Je scrute la lumière qui émane de la constellation. Fascinée. Mais en même temps, je ne sais pas vraiment où il veut en venir.
- La situation n'est pas exactement la même, je le sais bien, mais vous avez quelque chose en commun toi et Artémis. Vous aimiez cette personne, alors je suis certaine que comme dans la légende, ta tante aussi montera au ciel pour devenir une étoile ou une constellation.
Mon regard abandonne le ciel étoilé pour fixer son visage. Ses yeux ne me quittent pas, ils sont plein de bonté, de compréhension. Je lâche la main de son frère et je me blottit dans ses bras, lui chuchotant un "merci". Je ne sais pas quoi lui dire d'autre, mais j'ai l'impression que cela lui suffit. Malgré tout ce qu'il vient de se passer, ce qu'on a apprit, la seule chose qu'il me dit, c'est que grâce à moi, ma tante deviendra une étoile.
Quelques secondes plus tard, me ramenant à la réalité, il se sépare de moi m'indiquant d'aller enterrer ma tante comme il se doit. Mon regard se tourne vers le corps flottant auprès de moi et une larme roule de nouveau sur ma joue. Avant de reprendre possession de ma main, Justin la fait disparaître de son pouce. Sans dire un mot de plus, il me guide vers l'arrière de la cabane, là où se trouvent déjà les autres.
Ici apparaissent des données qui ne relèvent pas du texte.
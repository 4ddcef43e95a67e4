//! Dashboard aggregation tests, driven by store state directly since the
//! aggregator is a pure read over whatever is committed.

mod common;

use common::World;
use coursematch_domain::{
    Application, ApplicationStatus, ApplicationStore, AssignmentId, DomainError, Enrollment,
    EnrollmentStore, Project, ProjectStatus, ProjectStore, Role, UserId,
};

async fn enroll(world: &World, count: usize) -> Vec<UserId> {
    let mut students = Vec::new();
    for _ in 0..count {
        let id = UserId::new();
        world
            .enrollments
            .enroll(Enrollment {
                course_id: world.course_id,
                user_id: id,
            })
            .await
            .unwrap();
        students.push(id);
    }
    students
}

async fn project_with_status(world: &World, owner: UserId, status: ProjectStatus) -> Project {
    let mut project = Project::new(
        world.assignment_id,
        "Seeded",
        "",
        3,
        owner,
        Role::Student,
    );
    project.status = status;
    world.projects.insert(project.clone()).await.unwrap();
    project
}

#[tokio::test]
async fn assigned_students_are_the_distinct_owners_and_approved_applicants() {
    let world = World::new().await;
    let students = enroll(&world, 10).await;

    // One student owns an approved project.
    let project = project_with_status(&world, students[0], ProjectStatus::Approved).await;

    // Three others hold approved applications.
    for student in &students[1..4] {
        let mut application = Application::new(project.id, *student, "");
        application.status = ApplicationStatus::Approved;
        world.applications.insert(application).await.unwrap();
    }

    let details = world.dashboard.details(world.assignment_id).await.unwrap();
    assert_eq!(details.total_students, 10);
    assert_eq!(details.assigned_students, 4);
    assert_eq!(details.unassigned_students, 6);
    assert_eq!(details.unassigned_sample.len(), 6);
    for student in &students[..4] {
        assert!(!details.unassigned_sample.contains(student));
    }
}

#[tokio::test]
async fn review_queue_counts_pending_and_revised_with_a_capped_sample() {
    let world = World::new().await;

    for _ in 0..4 {
        project_with_status(&world, UserId::new(), ProjectStatus::Pending).await;
    }
    for _ in 0..3 {
        project_with_status(&world, UserId::new(), ProjectStatus::Revised).await;
    }
    for _ in 0..2 {
        project_with_status(&world, UserId::new(), ProjectStatus::NeedsRevision).await;
    }
    project_with_status(&world, UserId::new(), ProjectStatus::Published).await;

    let details = world.dashboard.details(world.assignment_id).await.unwrap();
    assert_eq!(details.review_queue_projects, 7);
    assert_eq!(details.review_queue.len(), 5);
    assert_eq!(details.needs_revision_projects, 2);
    for summary in &details.review_queue {
        assert!(matches!(
            summary.status,
            ProjectStatus::Pending | ProjectStatus::Revised
        ));
    }
}

#[tokio::test]
async fn pending_applications_are_counted_across_the_assignment() {
    let world = World::new().await;
    let project_a = project_with_status(&world, UserId::new(), ProjectStatus::Published).await;
    let project_b = project_with_status(&world, UserId::new(), ProjectStatus::Published).await;

    for project in [&project_a, &project_b] {
        world
            .applications
            .insert(Application::new(project.id, UserId::new(), ""))
            .await
            .unwrap();
    }
    let mut rejected = Application::new(project_a.id, UserId::new(), "");
    rejected.status = ApplicationStatus::Rejected;
    world.applications.insert(rejected).await.unwrap();

    let details = world.dashboard.details(world.assignment_id).await.unwrap();
    assert_eq!(details.pending_applications, 2);
}

#[tokio::test]
async fn the_unassigned_listing_is_capped_at_ten() {
    let world = World::new().await;
    enroll(&world, 15).await;

    let details = world.dashboard.details(world.assignment_id).await.unwrap();
    assert_eq!(details.total_students, 15);
    assert_eq!(details.unassigned_students, 15);
    assert_eq!(details.unassigned_sample.len(), 10);
}

#[tokio::test]
async fn an_empty_assignment_yields_all_zeroes() {
    let world = World::new().await;

    let details = world.dashboard.details(world.assignment_id).await.unwrap();
    assert_eq!(details.total_students, 0);
    assert_eq!(details.assigned_students, 0);
    assert_eq!(details.review_queue_projects, 0);
    assert_eq!(details.pending_applications, 0);
    assert!(details.review_queue.is_empty());
    assert!(details.unassigned_sample.is_empty());
}

#[tokio::test]
async fn unknown_assignments_read_as_not_found() {
    let world = World::new().await;

    let err = world
        .dashboard
        .details(AssignmentId::new())
        .await
        .unwrap_err();
    assert!(matches!(err, DomainError::EntityNotFound { .. }));
}
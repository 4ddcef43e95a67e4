//! State machine traits for lifecycle entities
//!
//! Status enums implement [`StateTransitions`] to declare which moves are
//! reachable; [`transition`] is the single guard every status change goes
//! through, so an unreachable move always fails with
//! [`DomainError::InvalidTransition`] and never mutates state.

use crate::errors::{DomainError, DomainResult};
use std::fmt::Debug;

/// Trait for types that can be used as states in a state machine
pub trait State: Debug + Clone + Copy + PartialEq + Eq + Send + Sync {
    /// Get the name of this state for logging/debugging
    fn name(&self) -> &'static str;

    /// Check if this is a terminal state
    fn is_terminal(&self) -> bool {
        false
    }
}

/// Declares the reachable transitions for a state type
pub trait StateTransitions: State {
    /// Check if a transition to the target state is valid
    fn can_transition_to(&self, target: &Self) -> bool {
        self.valid_transitions().contains(target)
    }

    /// Get all valid target states from this state
    fn valid_transitions(&self) -> Vec<Self>;
}

/// Validate and perform a state transition
///
/// Terminal states admit no transitions. Returns the new state so callers
/// write `status = transition(status, target)?`.
pub fn transition<S: StateTransitions>(current: S, target: S) -> DomainResult<S> {
    if current.is_terminal() || !current.can_transition_to(&target) {
        return Err(DomainError::InvalidTransition {
            from: current.name().to_string(),
            to: target.name().to_string(),
        });
    }
    Ok(target)
}
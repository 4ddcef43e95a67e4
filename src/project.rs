//! Project aggregate and its status state machine
//!
//! A project is a proposed piece of work tied to an assignment, with an
//! evolving approval status and a bounded member roster. Edits are
//! partitioned into core fields, frozen once the project leaves the
//! editable statuses, and asset fields, which stay patchable.

use crate::actor::Role;
use crate::entity::{AggregateRoot, AssignmentId, ProjectId, UserId};
use crate::state_machine::{State, StateTransitions};
use chrono::{DateTime, Utc};
use indexmap::IndexSet;
use serde::{Deserialize, Serialize};

/// Approval status of a project
#[derive(
    Debug, Clone, Copy, PartialEq, Eq, Hash, Serialize, Deserialize, schemars::JsonSchema,
)]
pub enum ProjectStatus {
    /// Freshly proposed, awaiting a teacher's verdict
    Pending,
    /// Sent back by a teacher for changes
    NeedsRevision,
    /// Resubmitted by the owner after revision
    Revised,
    /// Accepted by a teacher, not yet visible to applicants
    Approved,
    /// Visible to applicants; terminal for owner edits
    Published,
    /// Turned down; terminal
    Rejected,
}

impl State for ProjectStatus {
    fn name(&self) -> &'static str {
        match self {
            ProjectStatus::Pending => "Pending",
            ProjectStatus::NeedsRevision => "NeedsRevision",
            ProjectStatus::Revised => "Revised",
            ProjectStatus::Approved => "Approved",
            ProjectStatus::Published => "Published",
            ProjectStatus::Rejected => "Rejected",
        }
    }

    fn is_terminal(&self) -> bool {
        matches!(self, ProjectStatus::Published | ProjectStatus::Rejected)
    }
}

impl StateTransitions for ProjectStatus {
    fn valid_transitions(&self) -> Vec<Self> {
        use ProjectStatus::*;

        match self {
            Pending => vec![Approved, NeedsRevision, Rejected],
            NeedsRevision => vec![Revised],
            Revised => vec![Approved, NeedsRevision, Rejected],
            Approved => vec![Published],
            Published => vec![],
            Rejected => vec![],
        }
    }
}

impl ProjectStatus {
    /// Whether core fields are still editable by the owner in this status
    pub fn core_editable(&self) -> bool {
        matches!(
            self,
            ProjectStatus::Pending | ProjectStatus::NeedsRevision | ProjectStatus::Revised
        )
    }
}

/// A proposed piece of work under an assignment with a bounded roster
#[derive(Debug, Clone, PartialEq, Eq, Serialize, Deserialize)]
pub struct Project {
    /// The project's identity
    pub id: ProjectId,
    /// The assignment this project belongs to
    pub assignment_id: AssignmentId,
    /// Current approval status
    pub status: ProjectStatus,

    // Core fields, frozen once the project leaves the editable statuses
    /// Project title
    pub title: String,
    /// Project description
    pub description: String,
    /// Link to the code repository
    pub repository_url: Option<String>,
    /// Link to the planning board
    pub board_url: Option<String>,
    /// Free-form tags
    pub tags: Vec<String>,
    /// Membership capacity
    pub team_size: usize,

    // Asset fields, patchable in any status
    /// Background image shown on the project card
    pub background_url: Option<String>,
    /// Additional links
    pub extra_links: Vec<String>,

    /// The actor that created the project
    pub created_by: UserId,
    /// The actor currently accountable for the project
    pub product_owner: UserId,
    /// Member roster; never exceeds `team_size`
    pub members: IndexSet<UserId>,

    /// When this project was created
    pub created_at: DateTime<Utc>,
    /// When this project was last updated
    pub updated_at: DateTime<Utc>,
    /// Version for optimistic concurrency
    pub version: u64,
}

impl AggregateRoot for Project {
    type Id = ProjectId;

    fn id(&self) -> Self::Id {
        self.id
    }

    fn version(&self) -> u64 {
        self.version
    }

    fn increment_version(&mut self) {
        self.version += 1;
    }
}

impl Project {
    /// Create a new pending project under an assignment
    ///
    /// The creator starts as product owner. Staff creators are not seeded
    /// into the roster; student and researcher creators are, since they
    /// work on the project themselves.
    pub fn new(
        assignment_id: AssignmentId,
        title: impl Into<String>,
        description: impl Into<String>,
        team_size: usize,
        created_by: UserId,
        creator_role: Role,
    ) -> Self {
        let now = Utc::now();
        let mut members = IndexSet::new();
        if matches!(creator_role, Role::Student | Role::Researcher) {
            members.insert(created_by);
        }
        Self {
            id: ProjectId::new(),
            assignment_id,
            status: ProjectStatus::Pending,
            title: title.into(),
            description: description.into(),
            repository_url: None,
            board_url: None,
            tags: Vec::new(),
            team_size,
            background_url: None,
            extra_links: Vec::new(),
            created_by,
            product_owner: created_by,
            members,
            created_at: now,
            updated_at: now,
            version: 0,
        }
    }

    /// Whether the user is on the roster
    pub fn is_member(&self, user: &UserId) -> bool {
        self.members.contains(user)
    }

    /// Whether the user created the project or currently owns it
    pub fn is_owned_by(&self, user: &UserId) -> bool {
        self.created_by == *user || self.product_owner == *user
    }

    /// Clone this project's content into a new pending project under
    /// another assignment, with an empty roster and the importer as owner
    pub fn cloned_into(&self, target: AssignmentId, importer: UserId) -> Self {
        let now = Utc::now();
        Self {
            id: ProjectId::new(),
            assignment_id: target,
            status: ProjectStatus::Pending,
            title: self.title.clone(),
            description: self.description.clone(),
            repository_url: self.repository_url.clone(),
            board_url: self.board_url.clone(),
            tags: self.tags.clone(),
            team_size: self.team_size,
            background_url: self.background_url.clone(),
            extra_links: self.extra_links.clone(),
            created_by: importer,
            product_owner: importer,
            members: IndexSet::new(),
            created_at: now,
            updated_at: now,
            version: 0,
        }
    }

    /// Apply an update, honoring the core/asset field partition
    ///
    /// Core fields are assigned only while the status is editable; asset
    /// fields always. Instead of silently skipping frozen fields, the
    /// returned report says exactly which fields were applied and which
    /// were skipped, so callers can assert on it.
    pub fn apply_update(&mut self, update: ProjectUpdate) -> UpdateReport {
        let mut report = UpdateReport::default();
        let core_editable = self.status.core_editable();

        macro_rules! core_field {
            ($field:ident) => {
                if let Some(value) = update.$field {
                    if core_editable {
                        self.$field = value;
                        report.applied.push(stringify!($field));
                    } else {
                        report.skipped.push(stringify!($field));
                    }
                }
            };
        }
        macro_rules! asset_field {
            ($field:ident) => {
                if let Some(value) = update.$field {
                    self.$field = value;
                    report.applied.push(stringify!($field));
                }
            };
        }

        core_field!(title);
        core_field!(description);
        core_field!(repository_url);
        core_field!(board_url);
        core_field!(tags);
        core_field!(team_size);
        asset_field!(background_url);
        asset_field!(extra_links);

        if !report.applied.is_empty() {
            self.updated_at = Utc::now();
        }
        report
    }
}

/// Partial update for a project; `None` leaves a field untouched
#[derive(Debug, Clone, Default, Serialize, Deserialize)]
pub struct ProjectUpdate {
    /// New title (core)
    pub title: Option<String>,
    /// New description (core)
    pub description: Option<String>,
    /// New repository link (core)
    pub repository_url: Option<Option<String>>,
    /// New board link (core)
    pub board_url: Option<Option<String>>,
    /// New tags (core)
    pub tags: Option<Vec<String>>,
    /// New team size (core)
    pub team_size: Option<usize>,
    /// New background image (asset)
    pub background_url: Option<Option<String>>,
    /// New extra links (asset)
    pub extra_links: Option<Vec<String>>,
}

/// Which fields an update applied and which it skipped
#[derive(Debug, Clone, Default, PartialEq, Eq, Serialize, schemars::JsonSchema)]
pub struct UpdateReport {
    /// Fields that were assigned
    pub applied: Vec<&'static str>,
    /// Fields that were requested but frozen in the current status
    pub skipped: Vec<&'static str>,
}

#[cfg(test)]
mod tests {
    use super::*;
    use crate::state_machine::transition;
    use pretty_assertions::assert_eq;

    fn project() -> Project {
        Project::new(
            AssignmentId::new(),
            "Peer review tool",
            "A tool for double-blind peer review",
            3,
            UserId::new(),
            Role::Student,
        )
    }

    #[test]
    fn creator_is_seeded_as_member_for_students() {
        let p = project();
        assert!(p.is_member(&p.created_by));
        assert_eq!(p.members.len(), 1);
    }

    #[test]
    fn staff_creators_stay_off_the_roster() {
        let p = Project::new(
            AssignmentId::new(),
            "Imported",
            "",
            3,
            UserId::new(),
            Role::Teacher,
        );
        assert!(p.members.is_empty());
        assert!(p.is_owned_by(&p.created_by));
    }

    #[test]
    fn transition_table_matches_lifecycle() {
        use ProjectStatus::*;

        assert!(transition(Pending, Approved).is_ok());
        assert!(transition(Pending, NeedsRevision).is_ok());
        assert!(transition(Pending, Rejected).is_ok());
        assert!(transition(NeedsRevision, Revised).is_ok());
        assert!(transition(Revised, Approved).is_ok());
        assert!(transition(Revised, NeedsRevision).is_ok());
        assert!(transition(Revised, Rejected).is_ok());
        assert!(transition(Approved, Published).is_ok());

        // Published is reachable only from Approved
        assert!(transition(Pending, Published).is_err());
        assert!(transition(NeedsRevision, Published).is_err());
        assert!(transition(Revised, Published).is_err());

        // Terminal states admit nothing
        assert!(transition(Published, Pending).is_err());
        assert!(transition(Rejected, Pending).is_err());
    }

    #[test]
    fn update_applies_core_fields_while_editable() {
        let mut p = project();
        let report = p.apply_update(ProjectUpdate {
            title: Some("New title".to_string()),
            team_size: Some(5),
            ..Default::default()
        });

        assert_eq!(report.applied, vec!["title", "team_size"]);
        assert!(report.skipped.is_empty());
        assert_eq!(p.title, "New title");
        assert_eq!(p.team_size, 5);
    }

    #[test]
    fn update_skips_core_fields_once_published() {
        let mut p = project();
        p.status = ProjectStatus::Published;

        let report = p.apply_update(ProjectUpdate {
            title: Some("Late edit".to_string()),
            background_url: Some(Some("https://img.example/bg.png".to_string())),
            ..Default::default()
        });

        assert_eq!(report.applied, vec!["background_url"]);
        assert_eq!(report.skipped, vec!["title"]);
        assert_eq!(p.title, "Peer review tool");
        assert_eq!(
            p.background_url,
            Some("https://img.example/bg.png".to_string())
        );
    }

    #[test]
    fn cloned_into_resets_lifecycle_state() {
        let mut p = project();
        p.status = ProjectStatus::Published;
        p.members.insert(UserId::new());

        let importer = UserId::new();
        let target = AssignmentId::new();
        let clone = p.cloned_into(target, importer);

        assert_eq!(clone.status, ProjectStatus::Pending);
        assert_eq!(clone.assignment_id, target);
        assert_eq!(clone.created_by, importer);
        assert_eq!(clone.product_owner, importer);
        assert!(clone.members.is_empty());
        assert_eq!(clone.title, p.title);
        assert_eq!(clone.version, 0);
    }
}
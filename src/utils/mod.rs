use std::cmp::Ordering;

pub mod validation;

/// Descending order on scores. `total_cmp` keeps the order total even if a
/// NaN slips in.
pub fn descending(a: f64, b: f64) -> Ordering {
    b.total_cmp(&a)
}

/// The `k` smallest items under `compare`, sorted by `compare`.
///
/// Selection runs in O(n) before the final sort of the kept `k`, so the cost
/// of a long history is dominated by the partition, not a full sort. With a
/// total `compare` the result does not depend on input order.
pub fn top_k_by<T, F>(mut items: Vec<T>, k: usize, mut compare: F) -> Vec<T>
where
    F: FnMut(&T, &T) -> Ordering,
{
    if k == 0 {
        return Vec::new();
    }

    if items.len() > k {
        items.select_nth_unstable_by(k - 1, &mut compare);
        items.truncate(k);
    }

    items.sort_unstable_by(&mut compare);
    items
}

pub fn top_k_indices(scores: &[f64], k: usize) -> Vec<usize> {
    let indexed_scores: Vec<(usize, f64)> = scores.iter().copied().enumerate().collect();

    top_k_by(indexed_scores, k, |a, b| descending(a.1, b.1).then(a.0.cmp(&b.0)))
        .into_iter()
        .map(|(i, _)| i)
        .collect()
}

/// Weighted mean of `(weight, value)` pairs. `None` when the total weight is
/// not positive.
pub fn weighted_average<I>(pairs: I) -> Option<f64>
where
    I: IntoIterator<Item = (f64, f64)>,
{
    let (weighted_sum, total_weight) = pairs
        .into_iter()
        .fold((0.0, 0.0), |(sum, total), (weight, value)| {
            (sum + weight * value, total + weight)
        });

    if total_weight > 0.0 {
        Some(weighted_sum / total_weight)
    } else {
        None
    }
}

#[cfg(test)]
mod tests {
    use super::*;

    #[test]
    fn test_top_k_indices() {
        let scores = vec![0.1, 0.5, 0.3, 0.9, 0.2];
        let top_2 = top_k_indices(&scores, 2);
        assert_eq!(top_2, vec![3, 1]);
    }

    #[test]
    fn test_top_k_ties_prefer_lower_index() {
        let scores = vec![0.4, 0.8, 0.4, 0.8, 0.4];
        assert_eq!(top_k_indices(&scores, 3), vec![1, 3, 0]);
    }

    #[test]
    fn test_top_k_larger_than_input() {
        let scores = vec![0.2, 0.6];
        assert_eq!(top_k_indices(&scores, 10), vec![1, 0]);
        assert!(top_k_indices(&scores, 0).is_empty());
        assert!(top_k_indices(&[], 3).is_empty());
    }

    #[test]
    fn test_weighted_average() {
        let avg = weighted_average(vec![(0.8, 5.0), (0.2, 1.0)]).expect("positive weight");
        assert!((avg - 4.2).abs() < 1e-9);

        assert_eq!(weighted_average(Vec::<(f64, f64)>::new()), None);
        assert_eq!(weighted_average(vec![(0.0, 3.0)]), None);
    }
}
Devant moi, j'aperçois Lucy s'accroupir et mettre ses mains sur le sol, une seconde plus tard, la terre s'écarte pour former un trou. Mais je n'ose pas y déposer le corps. Cela rendrait la situation bien trop réelle. Sylvia flotte ainsi pendant près d'une minute dans cette nuit de novembre. Voyant que je suis incapable de faire ce qui s'impose, mon père s'approche de moi et pause sa main sur mon épaule. Il me lance un sourire plein d'amour et de compréhension. Alors, il utilise les quelques forces qu'il lui reste pour déposer le corps au fond du trou. Le visage calme, Sylvia est peu à peu recouverte d'une terre humide. Ses cheveux, si lisses d'habitude, se retrouvent vite parsemés de terre. Je ferme les yeux et la main de Justin se resserre sur la mienne. De nouvelles larmes coulent sur mes joues sans que je puisse les arrêter. Quand ce sentiment de culpabilité va-t-il disparaître de ma poitrine ? Va-t-il seulement disparaître un jour ?
Lâchant la main de Justin, je tente d'essuyer le torrent qui est en train de se former. Tous mes amis autour de moi semblent ne pas savoir quoi faire pour m'apaiser. Eux même sont très touchés. Les joues de Daisy et Kate sont elles aussi très humides. Lucy, trop discrète et trop fière, retient les gouttes qui voudraient s'échapper de ses yeux qui ont déjà trop pleuré par le passé. Après quelques minutes, Lucy s'approche lentement de moi. Je relève la tête, et en essuyant une des larmes qui coule sur ma joue, elle me demande.
- Je peux refermer ?
Fixant toujours le trou dont le vent à déformé les contours, je hoche la tête. Il est temps d'avancer. Enfin, je crois. Délicatement, la terre se met à bouger et à refermer la tombe. Le corps de ma tante disparaît bientôt sous une couche de terre humide. Finalisant le camouflage, Lucy déplace quelques mottes de terre coiffées d'herbe jusqu'à la tombe. Ainsi, il semble que rien ne soit jamais arrivé. Comme si la terre n'avait jamais été retournée. Voulant tout de même marquer l'endroit, pour qu'il ne soit pas oublié, mais aussi dans un certain sens pour ne pas faire comme si rien ne s'était passé, je fais apparaître une rose rouge dans mes mains. Accroupi devant cette tombe improvisée, j'hésite quelques secondes avant de déposer la fleur.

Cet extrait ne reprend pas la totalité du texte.